[PROBLEM DESCRIPTION]:
Output the data below line for line, exactly, up to and including the line where "does not exist." appears.

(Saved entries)
_ _ _ _ _ _ _

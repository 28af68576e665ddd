//! Decoder errors.

/// Errors thrown by the decoder.
///
/// All of these are fatal to the bitstream being decoded: a corrupt
/// entropy stream invalidates the whole frame and there is no local
/// recovery.
#[derive(Debug, Clone, Copy, PartialEq, Eq)]
pub enum DecoderError {
    /// The bit source ran out of bits.
    UnexpectedEof,
    /// More than 32 bits were requested from the bit source in one read.
    InvalidBitCount(u32),
    /// A dual peak ANS distribution declared the same symbol twice.
    OverlappingPeaks,
    /// An ANS frequency table was malformed (frequencies not summing to
    /// 4096, an RLE run past the alphabet, a missing omitted slot, ...).
    InvalidFrequencyTable(&'static str),
    /// A hybrid integer expansion would need 32 or more extra bits.
    TooManyExtraBits,
    /// The cluster map referenced more clusters than distributions were
    /// declared.
    TooManyClusters,
    /// A symbol was requested for a context beyond the cluster map.
    ContextOutOfRange,
    /// The cluster map pointed at a distribution that does not exist.
    DistributionOutOfRange,
    /// A prefix code header was malformed.
    InvalidPrefixCode(&'static str),
    /// Any other malformed bitstream construct.
    InvalidBitstream(&'static str),
}

impl std::fmt::Display for DecoderError {
    fn fmt(&self, f: &mut std::fmt::Formatter<'_>) -> std::fmt::Result {
        match self {
            DecoderError::UnexpectedEof => {
                write!(f, "unexpected end of the bitstream")
            }
            DecoderError::InvalidBitCount(count) => {
                write!(f, "can't read {} bits in one read", count)
            }
            DecoderError::OverlappingPeaks => {
                write!(f, "dual peak distribution declared overlapping peaks")
            }
            DecoderError::InvalidFrequencyTable(message) => {
                write!(f, "invalid ANS frequency table: {}", message)
            }
            DecoderError::TooManyExtraBits => {
                write!(f, "hybrid integer would need 32 or more extra bits")
            }
            DecoderError::TooManyClusters => {
                write!(f, "cluster map references too many clusters")
            }
            DecoderError::ContextOutOfRange => {
                write!(f, "context is out of range of the cluster map")
            }
            DecoderError::DistributionOutOfRange => {
                write!(f, "cluster index is out of range of the distributions")
            }
            DecoderError::InvalidPrefixCode(message) => {
                write!(f, "invalid prefix code: {}", message)
            }
            DecoderError::InvalidBitstream(message) => {
                write!(f, "{}", message)
            }
        }
    }
}

impl std::error::Error for DecoderError {
    fn source(&self) -> Option<&(dyn std::error::Error + 'static)> {
        None
    }
}
#[cfg(test)]
mod tests {
    #![allow(clippy::panic)]
    #![allow(clippy::unwrap_used)]

    use nanorand::RNG;

    use super::*;
    use crate::test_support::BitWriter;

    #[test]
    fn test_mtf_round_trip() {
        let mut rng = nanorand::WyRand::new_seed(0x51C0_93A7);
        let values: Vec<u8> = (0..512).map(|_| rng.generate::<u8>()).collect();

        // Encode: emit the position of each value in the
        // most-recently-used list and rotate it to the front.
        let mut mru: Vec<u8> = (0_u8..=255).collect();
        let mut indices = Vec::with_capacity(values.len());
        for &value in values.iter() {
            let index = mru.iter().position(|&v| v == value).unwrap();
            indices.push(index as u8);
            mru.copy_within(..index, 1);
            mru[0] = value;
        }

        let mut decoded = indices;
        mtf_decode(&mut decoded);
        assert_eq!(decoded, values);
    }

    #[test]
    fn test_ans_single_context() {
        let mut writer = BitWriter::new();
        writer.write_bool(false); // no lz77
        writer.write_bool(false); // ans
        writer.write_bits(0, 2); // log alphabet size 5
        writer.write_bits(5, 3); // split exponent 5, tokens are values
        writer.write_bool(true); // single peak distribution
        writer.write_bool(false);
        writer.write_u8(7);
        writer.write_bits(0x0013_0000, 32); // initial state
        let bytes = writer.finish();
        let mut reader = BitReader::new(&bytes);

        let mut decoder = EntropyDecoder::new(&mut reader, 1).unwrap();
        for _ in 0..3 {
            assert_eq!(decoder.read_symbol(&mut reader, 0).unwrap(), 7);
        }
        decoder.validate_final_state().unwrap();
    }

    #[test]
    fn test_prefix_two_contexts() {
        let mut writer = BitWriter::new();
        writer.write_bool(false); // no lz77
        writer.write_bool(true); // simple cluster map
        writer.write_bits(1, 2); // one bit per entry
        writer.write_bits(0, 1); // context 0 -> cluster 0
        writer.write_bits(1, 1); // context 1 -> cluster 1
        writer.write_bool(true); // prefix codes
        writer.write_bits(15, 4); // cluster 0 config
        writer.write_bits(15, 4); // cluster 1 config
        writer.write_bool(false); // cluster 0 alphabet size 1
        writer.write_bool(true); // cluster 1 alphabet size 2
        writer.write_bits(0, 4);
        writer.write_bits(1, 2); // cluster 1: simple code
        writer.write_bits(1, 2); // two symbols
        writer.write_bits(0, 1);
        writer.write_bits(1, 1);

        writer.write_bool(true); // context 1 token 1
        writer.write_bool(false); // context 1 token 0
        let bytes = writer.finish();
        let mut reader = BitReader::new(&bytes);

        let mut decoder = EntropyDecoder::new(&mut reader, 2).unwrap();
        assert_eq!(decoder.read_symbol(&mut reader, 0).unwrap(), 0);
        assert_eq!(decoder.read_symbol(&mut reader, 1).unwrap(), 1);
        assert_eq!(decoder.read_symbol(&mut reader, 1).unwrap(), 0);
        assert_eq!(
            decoder.read_symbol(&mut reader, 2).unwrap_err(),
            DecoderError::ContextOutOfRange
        );
        decoder.validate_final_state().unwrap();
    }

    #[test]
    fn test_too_many_clusters() {
        let mut writer = BitWriter::new();
        writer.write_bool(false); // no lz77
        writer.write_bool(true); // simple cluster map
        writer.write_bits(2, 2);
        writer.write_bits(0, 2);
        writer.write_bits(2, 2); // three clusters for two contexts
        let bytes = writer.finish();
        let mut reader = BitReader::new(&bytes);

        assert_eq!(
            EntropyDecoder::new(&mut reader, 2).unwrap_err(),
            DecoderError::TooManyClusters
        );
    }

    fn write_nested_map_code(writer: &mut BitWriter) {
        // Nested engine over one context: prefix coded, alphabet of
        // three with lengths 1, 2, 2 for the symbols 2, 0, 1.
        writer.write_bool(false); // nested: no lz77
        writer.write_bool(true); // nested: prefix codes
        writer.write_bits(15, 4); // nested config
        writer.write_bool(true); // nested alphabet size 3
        writer.write_bits(1, 4);
        writer.write_bits(0, 1);
        writer.write_bits(1, 2); // simple code
        writer.write_bits(2, 2); // three symbols
        writer.write_bits(2, 2);
        writer.write_bits(0, 2);
        writer.write_bits(1, 2);
    }

    #[test]
    fn test_general_cluster_map() {
        let mut writer = BitWriter::new();
        writer.write_bool(false); // no lz77
        writer.write_bool(false); // general cluster map
        writer.write_bool(false); // no mtf
        write_nested_map_code(&mut writer);
        writer.write_bits(0b01, 2); // entry 0: symbol 0
        writer.write_bits(0b11, 2); // entry 1: symbol 1
        writer.write_bits(0b01, 2); // entry 2: symbol 0
        writer.write_bool(true); // prefix codes
        writer.write_bits(15, 4); // cluster 0 config
        writer.write_bits(15, 4); // cluster 1 config
        writer.write_bool(true); // cluster 0 alphabet size 2
        writer.write_bits(0, 4);
        writer.write_bool(false); // cluster 1 alphabet size 1
        writer.write_bits(1, 2); // cluster 0: simple code
        writer.write_bits(1, 2); // two symbols
        writer.write_bits(0, 1);
        writer.write_bits(1, 1);

        writer.write_bool(true); // context 0 token 1
        writer.write_bool(false); // context 2 token 0
        let bytes = writer.finish();
        let mut reader = BitReader::new(&bytes);

        let mut decoder = EntropyDecoder::new(&mut reader, 3).unwrap();
        assert_eq!(decoder.cluster_map, vec![0, 1, 0]);
        assert_eq!(decoder.read_symbol(&mut reader, 0).unwrap(), 1);
        assert_eq!(decoder.read_symbol(&mut reader, 1).unwrap(), 0);
        assert_eq!(decoder.read_symbol(&mut reader, 2).unwrap(), 0);
    }

    #[test]
    fn test_general_cluster_map_with_mtf() {
        let mut writer = BitWriter::new();
        writer.write_bool(false); // no lz77
        writer.write_bool(false); // general cluster map
        writer.write_bool(true); // mtf
        write_nested_map_code(&mut writer);
        writer.write_bits(0b11, 2); // entry 0: index 1 -> value 1
        writer.write_bits(0b11, 2); // entry 1: index 1 -> value 0
        writer.write_bits(0b01, 2); // entry 2: index 0 -> value 0
        writer.write_bool(true); // prefix codes
        writer.write_bits(15, 4); // cluster 0 config
        writer.write_bits(15, 4); // cluster 1 config
        writer.write_bool(true); // cluster 0 alphabet size 2
        writer.write_bits(0, 4);
        writer.write_bool(false); // cluster 1 alphabet size 1
        writer.write_bits(1, 2); // cluster 0: simple code
        writer.write_bits(1, 2); // two symbols
        writer.write_bits(0, 1);
        writer.write_bits(1, 1);

        writer.write_bool(true); // context 1 token 1
        writer.write_bool(false); // context 2 token 0
        let bytes = writer.finish();
        let mut reader = BitReader::new(&bytes);

        let mut decoder = EntropyDecoder::new(&mut reader, 3).unwrap();
        assert_eq!(decoder.cluster_map, vec![1, 0, 0]);
        assert_eq!(decoder.read_symbol(&mut reader, 0).unwrap(), 0);
        assert_eq!(decoder.read_symbol(&mut reader, 1).unwrap(), 1);
        assert_eq!(decoder.read_symbol(&mut reader, 2).unwrap(), 0);
    }

    #[test]
    fn test_nested_cluster_map_depth_capped() {
        let mut writer = BitWriter::new();
        writer.write_bool(false); // no lz77
        writer.write_bool(false); // general cluster map
        writer.write_bool(false); // no mtf
        writer.write_bool(true); // nested: lz77, adds a second context
        writer.write_u32([(224, 0), (512, 0), (4096, 0), (8, 15)], 224);
        writer.write_u32([(3, 0), (4, 0), (5, 2), (9, 8)], 3);
        writer.write_bits(8, 4); // nested length config
        writer.write_bool(false); // nested map is general itself
        let bytes = writer.finish();
        let mut reader = BitReader::new(&bytes);

        assert_eq!(
            EntropyDecoder::new(&mut reader, 3).unwrap_err(),
            DecoderError::InvalidBitstream("nested cluster map too deep")
        );
    }

    #[test]
    fn test_lz77_copy_semantics() {
        let mut lz77 = Lz77 {
            min_symbol: 224,
            min_length: 3,
            length_config: HybridIntegerConfig {
                split_exponent: 8,
                msb_in_token: 0,
                lsb_in_token: 0,
            },
            window: vec![0; WINDOW_SIZE],
            num_to_copy: 0,
            copy_pos: 0,
            num_decoded: 0,
        };
        for value in [10_i64, 20, 30, 40].iter() {
            lz77.push(*value);
        }

        // Distance 2, run 3: the run overlaps its own output.
        lz77.copy_pos = 2;
        lz77.num_to_copy = 3;
        assert_eq!(lz77.copy_next(), 30);
        assert_eq!(lz77.copy_next(), 40);
        assert_eq!(lz77.copy_next(), 30);
        assert_eq!(lz77.num_to_copy, 0);
        assert_eq!(lz77.num_decoded, 7);
    }

    #[test]
    fn test_lz77_run_end_to_end() {
        let mut writer = BitWriter::new();
        writer.write_bool(true); // lz77
        writer.write_u32([(224, 0), (512, 0), (4096, 0), (8, 15)], 224);
        writer.write_u32([(3, 0), (4, 0), (5, 2), (9, 8)], 3);
        writer.write_bits(8, 4); // length config
        writer.write_bool(true); // simple cluster map
        writer.write_bits(1, 2);
        writer.write_bits(0, 1); // context 0 -> cluster 0
        writer.write_bits(1, 1); // distance context -> cluster 1
        writer.write_bool(true); // prefix codes
        writer.write_bits(15, 4); // cluster 0 config
        writer.write_bits(15, 4); // cluster 1 config
        writer.write_bool(true); // cluster 0 alphabet size 225
        writer.write_bits(7, 4);
        writer.write_bits(96, 7);
        writer.write_bool(false); // cluster 1 alphabet size 1
        writer.write_bits(1, 2); // cluster 0: simple code
        writer.write_bits(1, 2); // two symbols
        writer.write_bits(5, 8);
        writer.write_bits(224, 8);

        writer.write_bool(false); // literal 5
        writer.write_bool(true); // run token 224: length 3, distance 1
        let bytes = writer.finish();
        let mut reader = BitReader::new(&bytes);

        let mut decoder = EntropyDecoder::new(&mut reader, 1).unwrap();
        assert_eq!(decoder.read_symbol(&mut reader, 0).unwrap(), 5);
        assert_eq!(decoder.read_symbol(&mut reader, 0).unwrap(), 5);
        assert_eq!(decoder.read_symbol(&mut reader, 0).unwrap(), 5);
        assert_eq!(decoder.read_symbol(&mut reader, 0).unwrap(), 5);
        assert!(reader.bits_remaining() < 8);
        decoder.validate_final_state().unwrap();
    }
}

_ _ _ _ _ _ _

[SOLUTION FOR THIS TASK]:
repository 28af68576e665ddd
//! Decoder errors.

/// Errors thrown by the decoder.
///
/// All of these are fatal to the bitstream being decoded: a corrupt
/// entropy stream invalidates the whole frame and there is no local
/// recovery.
#[derive(Debug, Clone, Copy, PartialEq, Eq)]
pub enum DecoderError {
    /// The bit source ran out of bits.
    UnexpectedEof,
    /// More than 32 bits were requested from the bit source in one read.
    InvalidBitCount(u32),
    /// A dual peak ANS distribution declared the same symbol twice.
    OverlappingPeaks,
    /// An ANS frequency table was malformed (frequencies not summing to
    /// 4096, an RLE run past the alphabet, a missing omitted slot, ...).
    InvalidFrequencyTable(&'static str),
    /// A hybrid integer expansion would need 32 or more extra bits.
    TooManyExtraBits,
    /// The cluster map referenced more clusters than distributions were
    /// declared.
    TooManyClusters,
    /// A symbol was requested for a context beyond the cluster map.
    ContextOutOfRange,
    /// The cluster map pointed at a distribution that does not exist.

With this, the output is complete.